Cease and Desist: Copyright Takedown Notices on Google Search
27 Pages Posted: 30 Apr 2015 Last revised: 15 Aug 2015
Date Written: April 28, 2015
Since the passage of the DMCA, which provides the legal blueprint for copyright enforcement on the web, the strategies undertaken by entertainment companies to combat digital piracy have evolved. The effectiveness of their approaches, as well as potential chilling effects, have been widely examined. However, few studies explore enforcement strategies on Google Search. This paper aims to contribute to this discussion by examining copyright-related takedown notice requests issued to Google from March 2011 to March 2015. First, I frame the discussion against a larger historical overview of the evolution of copyright enforcement online. Second, I present the findings, which reveal a substantial growth in both takedown requests and a decrease in Google's noncompliance with them. These practices have become increasingly normative and hyper-concentrated among a small minority of entities, predominantly entertainment and porn companies.

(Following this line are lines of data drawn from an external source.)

//! ParaSuite - parallel test suite orchestrator
//!
//! ## Usage
//!
//! ```bash
//! # Run everything under tests/ in 8 processes
//! parasuite run tests/ -p 8
//!
//! # Run in random order, merging JUnit and coverage reports
//! parasuite run --order random --log-junit build/junit.xml --coverage-json build/coverage.json
//!
//! # Show the units a run would dispatch
//! parasuite list --detailed
//!
//! # Inspect stored runs
//! parasuite results --latest
//! ```

use anyhow::{Context, Result};
use clap::Parser;
use std::io::{self, IsTerminal};
use std::path::PathBuf;
use tokio::io::BufReader;

use parasuite::cli::{self, Args, Command};
use parasuite::config::{print_env_help, validate_runner, ConfigFile, EnvConfig, RunnerConfig};
use parasuite::discovery::discover;
use parasuite::executor::{order_units, wrapper, Runner};
use parasuite::results::{ResultsStorage, RunRecord};
use parasuite::utils::logger::{init_logger, LogLevel};
use parasuite::FATAL_EXIT;

#[tokio::main]
async fn main() {
    let args = Args::parse();

    let code = match dispatch(args).await {
        Ok(code) => code,
        Err(e) => {
            eprintln!("Error: {e:#}");
            FATAL_EXIT
        }
    };

    std::process::exit(code);
}

async fn dispatch(args: Args) -> Result<i32> {
    let (mut settings, config_path) = load_settings(args.config.as_ref())?;
    init_logger(log_level(&settings.log_level, args.verbose));

    match args.command {
        Command::Run(run_args) => {
            run_args.apply_to(&mut settings);
            run_suite(settings).await
        }
        Command::List(list_args) => {
            if !list_args.paths.is_empty() {
                settings.paths = list_args.paths.clone();
            }
            list_units(&settings, list_args.detailed)?;
            Ok(0)
        }
        Command::Config(config_args) => {
            manage_config(config_args, &settings, config_path)?;
            Ok(0)
        }
        Command::Results(results_args) => {
            show_results(results_args, &settings)?;
            Ok(0)
        }
        Command::Worker => {
            wrapper::serve(BufReader::new(tokio::io::stdin()), tokio::io::stdout())
                .await
                .context("Worker protocol failed")?;
            Ok(0)
        }
    }
}

fn log_level(configured: &str, verbose: bool) -> LogLevel {
    let level = configured.parse().unwrap_or_default();
    if verbose && level != LogLevel::Trace {
        LogLevel::Debug
    } else {
        level
    }
}

/// Defaults, then the config file, then `PARASUITE_*` variables
fn load_settings(explicit: Option<&PathBuf>) -> Result<(RunnerConfig, Option<PathBuf>)> {
    let (file, path) = match explicit {
        Some(path) => (ConfigFile::load(path)?, Some(path.clone())),
        None => ConfigFile::load_default()?,
    };

    let mut settings = file.runner;
    EnvConfig::load().apply_to(&mut settings);
    Ok((settings, path))
}

async fn run_suite(mut settings: RunnerConfig) -> Result<i32> {
    validate_runner(&settings)?;
    settings.colors = settings.colors && io::stdout().is_terminal();

    let units = discover(&settings)?;
    let mut runner = Runner::new(settings, io::stdout());

    // The partial summary is already printed when this fails
    let outcome = runner.run(units).await?;
    Ok(outcome.exit_code)
}

fn list_units(settings: &RunnerConfig, detailed: bool) -> Result<()> {
    validate_runner(settings)?;
    let (units, seed) = order_units(discover(settings)?, settings.order, settings.seed);

    if let Some(seed) = seed {
        println!("Random Seed: {seed}");
    }
    for unit in &units {
        if detailed {
            println!("{unit} [{} expected]", unit.expected_count());
        } else {
            println!("{unit}");
        }
    }
    println!("\n{} unit(s)", units.len());
    Ok(())
}

fn manage_config(
    args: cli::ConfigArgs,
    settings: &RunnerConfig,
    config_path: Option<PathBuf>,
) -> Result<()> {
    match args.action {
        cli::ConfigAction::Init { output, force } => {
            if output.exists() && !force {
                anyhow::bail!(
                    "Configuration file already exists: {}. Use --force to overwrite.",
                    output.display()
                );
            }

            ConfigFile::example().save(&output)?;
            println!("Configuration file created: {}", output.display());
        }

        cli::ConfigAction::Show { env, format } => {
            if env {
                print_env_help();
                return Ok(());
            }

            match &config_path {
                Some(path) => eprintln!("# loaded from {}", path.display()),
                None => eprintln!("# no configuration file found, showing defaults"),
            }
            let effective = ConfigFile {
                runner: settings.clone(),
                ..ConfigFile::default()
            };
            let output = if format == "json" {
                serde_json::to_string_pretty(&effective)?
            } else {
                serde_yaml::to_string(&effective)?
            };
            println!("{output}");
        }

        cli::ConfigAction::Validate { file } => {
            let path = file
                .or(config_path)
                .or_else(ConfigFile::find)
                .unwrap_or_else(|| PathBuf::from("./parasuite.yaml"));

            match ConfigFile::load(&path) {
                Ok(_) => println!("Configuration file is valid: {}", path.display()),
                Err(e) => {
                    println!("Configuration file is invalid: {}", path.display());
                    println!("  Error: {e:#}");
                    return Err(e);
                }
            }
        }
    }

    Ok(())
}

fn show_results(args: cli::ResultsArgs, settings: &RunnerConfig) -> Result<()> {
    let storage = match args.dir.as_ref().or(settings.results_dir.as_ref()) {
        Some(dir) => ResultsStorage::new(dir),
        None => ResultsStorage::default_dir(),
    };

    let runs: Vec<RunRecord> = if args.latest {
        storage.latest()?.into_iter().collect()
    } else {
        storage.list()?
    };

    if runs.is_empty() {
        println!("No stored runs in {}", storage.base_dir().display());
        println!("Store runs with: parasuite run --results-dir <dir>");
        return Ok(());
    }

    if args.format == "json" {
        println!("{}", serde_json::to_string_pretty(&runs)?);
        return Ok(());
    }

    if args.latest {
        for run in &runs {
            print_run_details(run);
        }
    } else {
        println!(
            "{:<22} {:<20} {:>5} {:>7} {:>6} {:>6} {:>9}",
            "RUN", "STARTED", "EXIT", "TESTS", "FAIL", "ERR", "DURATION"
        );
        for run in &runs {
            println!(
                "{:<22} {:<20} {:>5} {:>7} {:>6} {:>6} {:>8.1}s",
                run.id,
                run.started_at.format("%Y-%m-%d %H:%M:%S").to_string(),
                run.exit_code,
                run.totals.tests,
                run.totals.failures,
                run.totals.errors,
                run.duration_secs()
            );
        }
    }

    Ok(())
}

fn print_run_details(run: &RunRecord) {
    println!("Run:        {}", run.id);
    println!("Started:    {}", run.started_at.format("%Y-%m-%d %H:%M:%S UTC"));
    println!("Duration:   {:.1}s", run.duration_secs());
    println!("Binary:     {} ({} processes)", run.binary, run.processes);
    if let Some(seed) = run.seed {
        println!("Seed:       {seed}");
    }
    println!("Exit code:  {}", run.exit_code);
    println!(
        "Totals:     {} tests, {} assertions, {} failures, {} errors, {} warnings, {} skipped, {} risky",
        run.totals.tests,
        run.totals.assertions,
        run.totals.failures,
        run.totals.errors,
        run.totals.warnings,
        run.totals.skipped,
        run.totals.risky
    );
    println!();
    for suite in &run.suites {
        let status = if suite.failures + suite.errors > 0 { "FAIL" } else { "ok" };
        println!(
            "  {:<4} {} ({} tests, {:.2}s)",
            status,
            if suite.file.is_empty() { &suite.name } else { &suite.file },
            suite.tests,
            suite.time
        );
    }
}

However, the takedown notices ultimately do little to curb online piracy. Moreover, an examination of the takedown process suggests they may have potential chilling effects for online competition and the openness of the Internet, particularly since the burden of proof of notice validity falls on the accused, for whom Google often lacks the means to effectively notify of the complaint. Finally, I address potential explanations for the fluctuations in takedown requests. I discuss the implications of the findings for the effectiveness of this copyright enforcement strategy.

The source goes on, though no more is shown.